[Collected data entries]
┄┄┄┄┄┄

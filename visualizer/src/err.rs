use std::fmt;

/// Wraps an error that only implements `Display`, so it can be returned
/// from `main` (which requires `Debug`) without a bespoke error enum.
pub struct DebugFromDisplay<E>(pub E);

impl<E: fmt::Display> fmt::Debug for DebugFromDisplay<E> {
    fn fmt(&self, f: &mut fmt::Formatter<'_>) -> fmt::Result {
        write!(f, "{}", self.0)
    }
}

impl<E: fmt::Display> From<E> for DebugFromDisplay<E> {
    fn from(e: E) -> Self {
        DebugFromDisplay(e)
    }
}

┄┄┄┄┄┄

What is expected:
Each line above is to be repeated exactly.

Problem solution:
filename visualizer/src/err.rs
use std::fmt;

/// Wraps an error that only implements `Display`, so it can be returned
/// from `main` (which requires `Debug`) without a bespoke error enum.
pub struct DebugFromDisplay<E>(pub E);

impl<E: fmt::Display> fmt::Debug for DebugFromDisplay<E> {
    fn fmt(&self, f: &mut fmt::Formatter<'_>) -> fmt::Result {
        write!(f, "{}", self.0)
    }
}

impl<E: fmt::Display> From<E> for DebugFromDisplay<E> {
    fn from(e: E) -> Self {
        DebugFromDisplay(e)
    }
}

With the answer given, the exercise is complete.